This type of visualization is called a Bar/Category plot and is used to analyze the distribution of categorical variables. The height of the bars displays how many observations occurred with each x value. Taller bars show the more common values of a variable, and shorter bars show less-common values.
3.3.6 Add a few new code cells and use the code snippet from above, to create Category plots for the following variables -
- Survived
- Sex
- Embarked
- SibSp
- Parch
You will need to change the name of the x-variable parameter.
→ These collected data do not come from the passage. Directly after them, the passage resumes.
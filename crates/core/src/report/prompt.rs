use crate::domain::quote::QuoteRecord;
use crate::llm::TextPrompt;
use crate::report::sector::Sector;

fn system_prompt() -> String {
    [
        "You are an equity research analyst writing a concise stock analysis report.",
        "Write plain prose under these headers, each on its own line:",
        "EXECUTIVE SUMMARY:",
        "MARKET POSITION:",
        "TECHNICAL ANALYSIS:",
        "FUNDAMENTAL ANALYSIS:",
        "RECOMMENDATION:",
        "RISK FACTORS:",
        "Rules:",
        "- RECOMMENDATION must state one of STRONG BUY, BUY, HOLD, SELL, STRONG SELL",
        "- state a target price as 'Target price: $NNN.NN'",
        "- describe the trend as bullish, bearish or neutral",
        "- give support and resistance levels with a $ sign",
        "- list up to 5 risk factors, one per line, starting with '- '",
    ]
    .join("\n")
}

fn user_prompt(quote: &QuoteRecord, sector: Option<Sector>) -> String {
    let data_note = if quote.is_live {
        format!("live data from {}", quote.source)
    } else {
        "simulated data; live providers were unavailable".to_string()
    };
    format!(
        "Task: Write an analysis report for {symbol}{sector}.\n\n\
Current quote ({data_note}):\n\
- price: ${price:.2}\n\
- change: {change:+.2} ({change_percent:+.2}%)\n\
- open: ${open:.2}, high: ${high:.2}, low: ${low:.2}\n\
- previous close: ${previous_close:.2}\n\
- volume: {volume}\n\
- as of: {timestamp}",
        symbol = quote.symbol,
        sector = sector
            .map(|s| format!(" ({} sector)", s.name()))
            .unwrap_or_default(),
        price = quote.price,
        change = quote.change,
        change_percent = quote.change_percent,
        open = quote.open,
        high = quote.high,
        low = quote.low,
        previous_close = quote.previous_close,
        volume = quote.volume,
        timestamp = quote.timestamp.to_rfc3339(),
    )
}

pub fn analysis_prompt(quote: &QuoteRecord, sector: Option<Sector>) -> TextPrompt {
    TextPrompt {
        system: system_prompt(),
        user: user_prompt(quote, sector),
    }
}

#[cfg(test)]
mod tests {
    use super::*;
    use crate::simulate::simulated_quote;
    use chrono::{TimeZone, Utc};
    use rand::rngs::StdRng;
    use rand::SeedableRng;

    #[test]
    fn prompt_carries_quote_and_sector() {
        let quote = simulated_quote(
            "NVDA",
            &mut StdRng::seed_from_u64(2),
            Utc.with_ymd_and_hms(2026, 3, 2, 15, 0, 0).unwrap(),
        );
        let prompt = analysis_prompt(&quote, Sector::for_symbol("NVDA"));
        assert!(prompt.system.contains("RISK FACTORS:"));
        assert!(prompt.user.contains("NVDA (Technology sector)"));
        assert!(prompt.user.contains("simulated data"));
        assert!(prompt.user.contains(&format!("${:.2}", quote.price)));
    }
}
For each plot, add a markdown cell and make some comments about the variable
Next, lets analyze the numerical variables i.e. Age, Fare
3.3.7 Add a new code cell and run the code sns.distplot(data['Age'], color='red', bins=20);
This tells Jupyter to use seaborn (i.e sns) to create a "distribution plot ", using the numerical variable "Age" for the x-axis, and to categorize the variable into 20 bins.
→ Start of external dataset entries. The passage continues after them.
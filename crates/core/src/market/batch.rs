use crate::domain::quote::{normalize_symbol, BatchItem};
use crate::market::quotes::{simulate_now, QuoteService};
use std::sync::Arc;

/// Fans a symbol list out over the quote service, one task per symbol, and waits for every task.
/// A task that dies is replaced by a simulated quote; it never takes its siblings down.
#[derive(Clone)]
pub struct BatchCoordinator {
    quotes: Arc<QuoteService>,
}

impl BatchCoordinator {
    pub fn new(quotes: Arc<QuoteService>) -> Self {
        Self { quotes }
    }

    /// One item per input symbol, in input order.
    pub async fn get_batch(&self, symbols: &[String]) -> Vec<BatchItem> {
        let handles: Vec<_> = symbols
            .iter()
            .map(|symbol| {
                let quotes = Arc::clone(&self.quotes);
                let symbol = symbol.clone();
                tokio::spawn(async move { quotes.fetch(&symbol).await })
            })
            .collect();

        let mut items = Vec::with_capacity(handles.len());
        for (symbol, handle) in symbols.iter().zip(handles) {
            let symbol = normalize_symbol(symbol);
            let item = match handle.await {
                Ok(outcome) => BatchItem {
                    symbol,
                    data: outcome.quote,
                    error: outcome.warning,
                },
                Err(err) => {
                    tracing::error!(%symbol, error = %err, "quote task failed; substituting simulated quote");
                    BatchItem {
                        data: simulate_now(&symbol),
                        error: Some(format!("quote task failed: {err}")),
                        symbol,
                    }
                }
            };
            items.push(item);
        }

        let simulated = items.iter().filter(|i| i.error.is_some()).count();
        tracing::info!(
            requested = symbols.len(),
            simulated,
            "batch quotes complete"
        );
        items
    }
}

#[cfg(test)]
mod tests {
    use super::*;
    use crate::market::quotes::tests::FakeQuoteProvider;
    use std::time::Duration;

    fn symbols(list: &[&str]) -> Vec<String> {
        list.iter().map(|s| s.to_string()).collect()
    }

    #[tokio::test]
    async fn returns_one_item_per_symbol_in_order_without_providers() {
        let quotes = Arc::new(QuoteService::new(Vec::new(), Duration::from_secs(60)));
        let batch = BatchCoordinator::new(quotes);

        let items = batch.get_batch(&symbols(&["AAPL", "ZZZZ"])).await;

        assert_eq!(items.len(), 2);
        assert_eq!(items[0].symbol, "AAPL");
        assert_eq!(items[1].symbol, "ZZZZ");
        assert_eq!(items[0].data.symbol, "AAPL");
        assert_eq!(items[1].data.symbol, "ZZZZ");
        assert!(items.iter().all(|i| !i.data.is_live && i.error.is_some()));
    }

    #[tokio::test]
    async fn live_items_carry_no_error() {
        let quotes = Arc::new(QuoteService::new(
            vec![Box::new(FakeQuoteProvider::ok("live", 42.0))],
            Duration::from_secs(60),
        ));
        let items = BatchCoordinator::new(quotes)
            .get_batch(&symbols(&["msft", "nvda"]))
            .await;

        assert!(items.iter().all(|i| i.data.is_live && i.error.is_none()));
        assert_eq!(items[0].symbol, "MSFT");
    }

    #[tokio::test]
    async fn panicking_task_is_isolated() {
        let quotes = Arc::new(QuoteService::new(
            vec![Box::new(FakeQuoteProvider::ok("live", 42.0))],
            Duration::from_secs(60),
        ));
        let items = BatchCoordinator::new(quotes)
            .get_batch(&symbols(&["AAPL", "BOOM", "TSLA"]))
            .await;

        assert_eq!(items.len(), 3);
        assert!(items[0].data.is_live);
        assert!(!items[1].data.is_live);
        assert!(items[1]
            .error
            .as_deref()
            .unwrap()
            .starts_with("quote task failed"));
        assert!(items[2].data.is_live);
    }

    #[tokio::test]
    async fn empty_input_gives_empty_output() {
        let quotes = Arc::new(QuoteService::new(Vec::new(), Duration::from_secs(60)));
        assert!(BatchCoordinator::new(quotes).get_batch(&[]).await.is_empty());
    }
}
This type of chart is called a Distribution Plot or Histogram - we use this type of chart to analyze the distribution of numeric variables. A histogram divides the x-axis into equally spaced bins and then uses the height of a bar to display the number of observations that fall in each bin. You can set the width of the intervals in a histogram. Taller bars show the more common values of a variable, and shorter bars show less-common values.
Add a new code cell and generate a distribution plot for Fare. To do this, replace data['Age'] with data['Fare'].
Add markdown cells and make a comment for the distribution of each variable.
Step 3.4: Visualize relationships between variablesOne of the easiest ways analyze relationships between variables is to use a scatter plot:
3.4.1 Add a new code cell and run the code sns.scatterplot(x="Age", y="Fare",
data=data);
This tells Jupyter to use seaborn (i.e sns) to create a "scatter plot", using the numerical variable "Age" for the x-axis, "Fare" for the y axis.
Scatter Plot
- A scatter plot, also known as a scatter graph or a scatter chart
- It is typically used to display values for two variables of a set of data
- It uses dots to represent the values obtained for two different variables - one plotted along the x-axis and the other plotted along the y-axis.
- There are ways to add a third and fourth dimension to a scatteplot (for eg. the color of the dot)
Let's add a third variable to the scatter plot!
3.4.2 Add a new code cell and run the code sns.scatterplot(x="Age", y="Fare", hue="Survived", data=data);
This tells Jupyter to use seaborn (i.e sns) to create a "distribution plot ", using the numerical variable "Age" for the x-axis, "Fare" for the y-axis and color the dots using the variable "Survived"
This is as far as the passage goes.